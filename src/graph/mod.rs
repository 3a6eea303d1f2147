// Copyright (c) 2025 Steve Wagner (ciroque@live.com)
// SPDX-License-Identifier: MIT

pub mod dependency_graph;
pub mod node;
pub mod validation;

pub use dependency_graph::DependencyGraph;
pub use node::{Node, TaskValue};
pub use validation::validate_acyclic;
// Copyright (c) 2025 Steve Wagner (ciroque@live.com)
// SPDX-License-Identifier: MIT

//! Operational error types for the executor and its worker pool.

use std::fmt;

use thiserror::Error;

/// Errors surfaced by worker-pool operations during a run.
///
/// Clean task failures are not represented here — they travel through
/// [`TaskOutcome`](crate::traits::TaskOutcome) and end up in the run's
/// aggregate result. These variants cover the machinery around the tasks.
#[derive(Error, Debug)]
pub enum ExecutionError {
    /// A submission was refused because the pool was already shut down.
    #[error("worker pool is shut down")]
    PoolShutDown,

    /// The completion stream closed while workers were still outstanding.
    #[error("completion stream closed with {outstanding} workers outstanding")]
    CompletionStreamClosed { outstanding: usize },
}

/// Panic payload for faults raised by task logic itself.
///
/// Most worker panics are absorbed by the executor and converted into a
/// synthetic task failure so a single misbehaving worker cannot take the
/// whole run down ungracefully. A `DomainFault` is the exception: raising it
/// with `std::panic::panic_any` marks the fault as meaningful to the caller,
/// and the executor re-raises the payload verbatim — after draining
/// outstanding workers and shutting the pool down — instead of wrapping it.
///
/// # Examples
///
/// ```no_run
/// use dagrun::errors::DomainFault;
///
/// std::panic::panic_any(DomainFault::new("build script rejected the toolchain"));
/// ```
#[derive(Debug)]
pub struct DomainFault {
    message: String,
}

impl DomainFault {
    pub fn new(message: impl Into<String>) -> Self {
        Self {
            message: message.into(),
        }
    }

    pub fn message(&self) -> &str {
        &self.message
    }
}

impl fmt::Display for DomainFault {
    fn fmt(&self, f: &mut fmt::Formatter<'_>) -> fmt::Result {
        write!(f, "domain fault: {}", self.message)
    }
}
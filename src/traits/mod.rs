// Copyright (c) 2025 Steve Wagner (ciroque@live.com)
// SPDX-License-Identifier: MIT

pub mod worker;

pub use worker::{TaskOutcome, Worker, WorkerFactory};
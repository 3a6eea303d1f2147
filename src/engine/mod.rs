// Copyright (c) 2025 Steve Wagner (ciroque@live.com)
// SPDX-License-Identifier: MIT

pub mod executor;
pub mod worker_pool;

pub use executor::{GraphExecutor, RunOutcome};
pub use worker_pool::WorkerPool;
// Copyright (c) 2025 Steve Wagner (ciroque@live.com)
// SPDX-License-Identifier: MIT

use std::fmt;

/// Errors that can occur during dependency graph validation
#[derive(Debug, Clone, PartialEq)]
pub enum ValidationError {
    /// A circular dependency was detected in the task graph
    CyclicDependency {
        /// The cycle path showing the circular dependency
        cycle: Vec<String>,
    },
}

impl fmt::Display for ValidationError {
    fn fmt(&self, f: &mut fmt::Formatter<'_>) -> fmt::Result {
        match self {
            ValidationError::CyclicDependency { cycle } => {
                write!(f, "Cyclic dependency detected: {}", cycle.join(" -> "))
            }
        }
    }
}

impl std::error::Error for ValidationError {}
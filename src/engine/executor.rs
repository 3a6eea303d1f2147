use std::any::Any;
use std::collections::HashSet;
use std::time::{Duration, Instant};

use crate::config::ExecutorOptions;
use crate::engine::worker_pool::{Completion, CompletionWait, WorkerPool};
use crate::errors::{DomainFault, ExecutionError};
use crate::graph::{DependencyGraph, TaskValue};
use crate::observability::messages::engine::{
    RunCompleted, RunFailed, RunStarted, TaskCompleted, TaskFailed,
};
use crate::observability::messages::worker::{
    CompletionDiscarded, FailureAbsorbed, WorkerPanicked, WorkersSubmitted,
};
use crate::observability::messages::StructuredLog;
use crate::traits::WorkerFactory;

/// Aggregate result of one executor run.
///
/// On success the error message is absent; on failure it carries the first
/// failing worker's message. Failures past the first are absorbed during
/// the drain and never surface here.
#[derive(Debug, Clone, PartialEq, Eq)]
pub struct RunOutcome {
    pub success: bool,
    pub error_message: Option<String>,
}

impl RunOutcome {
    pub fn succeeded() -> Self {
        Self {
            success: true,
            error_message: None,
        }
    }

    pub fn failed(message: impl Into<String>) -> Self {
        Self {
            success: false,
            error_message: Some(message.into()),
        }
    }

    pub fn is_success(&self) -> bool {
        self.success
    }
}

/// Drives a dependency graph of tasks to completion over a bounded pool.
///
/// The executor owns the graph for the duration of the run and is its sole
/// mutator: workers only ever receive task values by clone. Each cycle of
/// the driver loop submits the current free frontier (minus everything
/// already submitted), waits for a single completion, and on success removes
/// the completed node — which is what exposes its dependents as newly free.
/// The first failure abandons the run: no further submissions happen,
/// outstanding workers are drained, and their late results are discarded.
///
/// Completion waits are bounded; an elapsed wait just re-evaluates the
/// loop's termination condition. The pool is shut down on every exit path,
/// including the re-raise of a [`DomainFault`](crate::errors::DomainFault).
///
/// # Examples
///
/// ```
/// use async_trait::async_trait;
/// use dagrun::engine::GraphExecutor;
/// use dagrun::graph::DependencyGraph;
/// use dagrun::traits::{TaskOutcome, Worker, WorkerFactory};
///
/// struct Echo(String);
///
/// #[async_trait]
/// impl Worker<String> for Echo {
///     async fn call(&self) -> TaskOutcome<String> {
///         TaskOutcome::succeeded(self.0.clone())
///     }
/// }
///
/// struct EchoFactory;
///
/// impl WorkerFactory<String> for EchoFactory {
///     fn create_workers(&self, tasks: Vec<String>) -> Vec<Box<dyn Worker<String>>> {
///         tasks
///             .into_iter()
///             .map(|task| Box::new(Echo(task)) as Box<dyn Worker<String>>)
///             .collect()
///     }
/// }
///
/// # #[tokio::main(flavor = "current_thread")]
/// # async fn main() {
/// let mut graph = DependencyGraph::new();
/// graph.add_edge("package".to_string(), "compile".to_string());
///
/// let mut executor = GraphExecutor::new(graph, Box::new(EchoFactory));
/// let outcome = executor.run().await;
///
/// assert!(outcome.success);
/// assert!(executor.graph().is_empty());
/// # }
/// ```
pub struct GraphExecutor<T: TaskValue> {
    graph: DependencyGraph<T>,
    worker_factory: Box<dyn WorkerFactory<T>>,
    options: ExecutorOptions,
}

impl<T: TaskValue> GraphExecutor<T> {
    /// Create an executor with default options over `graph`.
    pub fn new(graph: DependencyGraph<T>, worker_factory: Box<dyn WorkerFactory<T>>) -> Self {
        Self::with_options(graph, worker_factory, ExecutorOptions::default())
    }

    /// Create an executor with explicit options.
    pub fn with_options(
        graph: DependencyGraph<T>,
        worker_factory: Box<dyn WorkerFactory<T>>,
        options: ExecutorOptions,
    ) -> Self {
        Self {
            graph,
            worker_factory,
            options,
        }
    }

    /// The graph in its current state: full before a run, drained to empty
    /// after a fully successful one.
    pub fn graph(&self) -> &DependencyGraph<T> {
        &self.graph
    }

    /// Drive the graph until it drains, or until the first failure.
    pub async fn run(&mut self) -> RunOutcome {
        let started = Instant::now();
        let worker_count = self
            .options
            .worker_count
            .unwrap_or(ExecutorOptions::DEFAULT_WORKER_COUNT)
            .max(1);
        let wait = Duration::from_millis(
            self.options
                .completion_wait_ms
                .unwrap_or(ExecutorOptions::DEFAULT_COMPLETION_WAIT_MS),
        );

        RunStarted {
            node_count: self.graph.node_count(),
            worker_count,
        }
        .log();

        let mut pool: WorkerPool<T> = WorkerPool::new(worker_count);
        let mut running: usize = 0;
        let mut nodes_run: HashSet<T> = HashSet::new();
        let mut new_free: HashSet<T> = self.graph.free_nodes();
        let mut failure: Option<RunOutcome> = None;
        let mut domain_fault: Option<Box<dyn Any + Send>> = None;

        while failure.is_none()
            && domain_fault.is_none()
            && (running > 0 || !new_free.is_empty())
        {
            if !new_free.is_empty() {
                let batch: Vec<T> = new_free.drain().collect();
                let task_count = batch.len();
                nodes_run.extend(batch.iter().cloned());

                let workers = self.worker_factory.create_workers(batch);
                let created = workers.len();
                for worker in workers {
                    match pool.submit(worker) {
                        Ok(()) => running += 1,
                        Err(error) => {
                            failure = Some(RunOutcome::failed(error.to_string()));
                            break;
                        }
                    }
                }
                WorkersSubmitted {
                    task_count,
                    worker_count: created,
                    running,
                }
                .log();
            }

            if failure.is_some() || running == 0 {
                continue;
            }

            match pool.next_completion(wait).await {
                // An elapsed wait is not an error; re-evaluate and wait again.
                CompletionWait::TimedOut => continue,
                CompletionWait::Closed => {
                    failure = Some(RunOutcome::failed(
                        ExecutionError::CompletionStreamClosed {
                            outstanding: running,
                        }
                        .to_string(),
                    ));
                    running = 0;
                }
                CompletionWait::Received(Completion::Finished(outcome)) => {
                    running -= 1;
                    if outcome.success {
                        self.graph.remove_node(&outcome.value);
                        let task = format!("{:?}", outcome.value);
                        TaskCompleted {
                            task: &task,
                            remaining: self.graph.node_count(),
                        }
                        .log();
                        // A task can reappear in the frontier during the
                        // cycle it was submitted in, since removal happens
                        // only on success; nodes_run keeps it from being
                        // submitted twice.
                        new_free = self
                            .graph
                            .free_nodes()
                            .into_iter()
                            .filter(|value| !nodes_run.contains(value))
                            .collect();
                    } else {
                        let message = outcome
                            .error_message
                            .clone()
                            .unwrap_or_else(|| "task failed".to_string());
                        let task = format!("{:?}", outcome.value);
                        TaskFailed {
                            task: &task,
                            message: &message,
                        }
                        .log();
                        new_free.clear();
                        failure = Some(RunOutcome::failed(message));
                    }
                }
                CompletionWait::Received(Completion::Panicked(payload)) => {
                    running -= 1;
                    new_free.clear();
                    if payload.is::<DomainFault>() {
                        domain_fault = Some(payload);
                    } else {
                        let message = panic_message(payload.as_ref());
                        WorkerPanicked { message: &message }.log();
                        failure = Some(RunOutcome::failed(message));
                    }
                }
            }
        }

        // Outstanding workers run to completion, but the run is already
        // abandoning: successes no longer mutate the graph and failures past
        // the first are absorbed.
        while running > 0 {
            match pool.next_completion(wait).await {
                CompletionWait::TimedOut => continue,
                CompletionWait::Closed => break,
                CompletionWait::Received(Completion::Finished(outcome)) => {
                    running -= 1;
                    let task = format!("{:?}", outcome.value);
                    if outcome.success {
                        CompletionDiscarded { task: &task }.log();
                    } else {
                        let message = outcome
                            .error_message
                            .unwrap_or_else(|| "task failed".to_string());
                        FailureAbsorbed {
                            task: &task,
                            message: &message,
                        }
                        .log();
                    }
                }
                CompletionWait::Received(Completion::Panicked(payload)) => {
                    running -= 1;
                    let message = panic_message(payload.as_ref());
                    WorkerPanicked { message: &message }.log();
                }
            }
        }

        pool.shutdown();

        if let Some(payload) = domain_fault {
            if let Some(fault) = payload.downcast_ref::<DomainFault>() {
                RunFailed {
                    message: fault.message(),
                }
                .log();
            }
            std::panic::resume_unwind(payload);
        }

        match failure {
            Some(outcome) => {
                RunFailed {
                    message: outcome.error_message.as_deref().unwrap_or("task failed"),
                }
                .log();
                outcome
            }
            None => {
                RunCompleted {
                    tasks_run: nodes_run.len(),
                    duration: started.elapsed(),
                }
                .log();
                RunOutcome::succeeded()
            }
        }
    }
}

/// Best-effort extraction of a panic payload's message.
fn panic_message(payload: &(dyn Any + Send)) -> String {
    if let Some(message) = payload.downcast_ref::<&str>() {
        (*message).to_string()
    } else if let Some(message) = payload.downcast_ref::<String>() {
        message.clone()
    } else {
        "worker panicked".to_string()
    }
}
────────
WHAT YOU WILL DO
Please reproduce, exactly as they appear above, the lines from the line containing "RunOutcome::succeeded()" up to and including the line containing "(*message).to_string()".

COMPLETED EXERCISE
                RunOutcome::succeeded()
            }
        }
    }
}

/// Best-effort extraction of a panic payload's message.
fn panic_message(payload: &(dyn Any + Send)) -> String {
    if let Some(message) = payload.downcast_ref::<&str>() {
        (*message).to_string()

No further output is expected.